Le botulisme n'a pas disparu

Provoqué par la toxine extrêmement puissante de la bactérie Clostridium botulinum, le botulisme a été identifié en 1895. Cette maladie, qui entraîne une paralysie des membres et des muscles respiratoires pouvant conduire à une asphyxie mortelle, a été favorisée au début du XXe siècle avec l'essor des conserves industrielles pas encore bien stérilisées.

Aujourd'hui, son incidence est faible mais plusieurs cas sévères ont été enregistrés en France ces dernières années, notamment après l'ingestion de charcuterie artisanale ou de conserves de légumes faites maison.

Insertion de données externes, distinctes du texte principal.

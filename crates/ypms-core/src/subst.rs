//! The fixed substitution context available to any templated value.
//!
//! Substitution is textual, single-pass, and non-recursive: `{FOO}` is
//! replaced with its value exactly once, and if that value itself contains
//! `{BAR}` it is left alone (`spec.md` §3).

/// The substitution variables bound for one guide execution.
#[derive(Debug, Clone)]
pub struct SubstitutionContext {
    /// Absolute path to the environment directory.
    pub ypms_env_dir: String,
    /// Normalized host OS tag.
    pub os: String,
    /// Normalized host arch tag.
    pub arch: String,
    /// `USER/PACKAGE`.
    pub package_ref: String,
    /// The source name the release was resolved from.
    pub source_name: String,
    /// The concrete (post-alias) release tag.
    pub release_id: String,
}

impl SubstitutionContext {
    fn value_for(&self, key: &str) -> Option<&str> {
        match key {
            "YPMS_ENV_DIR" => Some(&self.ypms_env_dir),
            "OS" => Some(&self.os),
            "ARCH" => Some(&self.arch),
            "PACKAGE_REF" => Some(&self.package_ref),
            "SOURCE_NAME" => Some(&self.source_name),
            "RELEASE_ID" => Some(&self.release_id),
            _ => None,
        }
    }

    /// Apply `{KEY}` substitution to `template`, single pass, non-recursive.
    ///
    /// Scans `template` once; each `{KEY}` token is replaced with its bound
    /// value and the scan resumes immediately after the closing brace in
    /// the *original* text. A value that happens to contain `{OTHER_KEY}`
    /// is never rescanned, so substitution cannot cascade.
    #[must_use]
    pub fn apply(&self, template: &str) -> String {
        let mut out = String::with_capacity(template.len());
        let mut rest = template;
        while let Some(open) = rest.find('{') {
            let Some(close_rel) = rest[open..].find('}') else {
                out.push_str(rest);
                return out;
            };
            let close = open + close_rel;
            let key = &rest[open + 1..close];
            out.push_str(&rest[..open]);
            match self.value_for(key) {
                Some(value) => out.push_str(value),
                None => out.push_str(&rest[open..=close]),
            }
            rest = &rest[close + 1..];
        }
        out.push_str(rest);
        out
    }

    /// The process-environment key/value pairs a `shell` step's subprocess
    /// inherits in addition to the caller's own environment
    /// (`spec.md` §4.4 `shell` step contract).
    #[must_use]
    pub fn as_env_pairs(&self) -> Vec<(&'static str, String)> {
        vec![
            ("YPMS_ENV_DIR", self.ypms_env_dir.clone()),
            ("OS", self.os.clone()),
            ("ARCH", self.arch.clone()),
            ("PACKAGE_REF", self.package_ref.clone()),
            ("SOURCE_NAME", self.source_name.clone()),
            ("RELEASE_ID", self.release_id.clone()),
        ]
    }
}
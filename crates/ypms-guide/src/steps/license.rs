//! `license-agreement-url` step (`spec.md` §4.4): print the license URL and
//! require the user to type `a` to acknowledge before continuing. Runs on
//! the blocking stdin/stdout, consistent with the rest of this engine's
//! single-threaded, blocking execution model.

use ypms_core::{Error, Result, SubstitutionContext};

use crate::content;

pub async fn license_agreement_url(
    content: &sonic_rs::Value,
    ctx: &SubstitutionContext,
) -> Result<String> {
    let url = ctx.apply(content::as_str(content, "license-agreement-url")?);

    println!("This package requires agreeing to the license at:\n  {url}");
    println!("Type `a` and press enter to acknowledge, anything else to abort.");

    let mut line = String::new();
    std::io::stdin()
        .read_line(&mut line)
        .map_err(|e| Error::filesystem(format!("failed to read acknowledgment: {e}")))?;

    if line.trim().eq_ignore_ascii_case("a") {
        Ok(format!("license at {url} acknowledged"))
    } else {
        Err(Error::validation(format!(
            "license at {url} was not acknowledged"
        )))
    }
}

Botulisme : attention aux conserves et charcuteries faites maison. © Institut Pasteur, CRBIP, Jean-Marc Panaud
  • L'éradication d'une maladie peut sembler définitive et ne pas l'être.
  • Une dégradation des conditions d'hygiène, de mauvaises pratiques alimentaires ou sexuelles ou encore un recul de la couverture vaccinale permettent le retour de pathologies considérées comme anciennes.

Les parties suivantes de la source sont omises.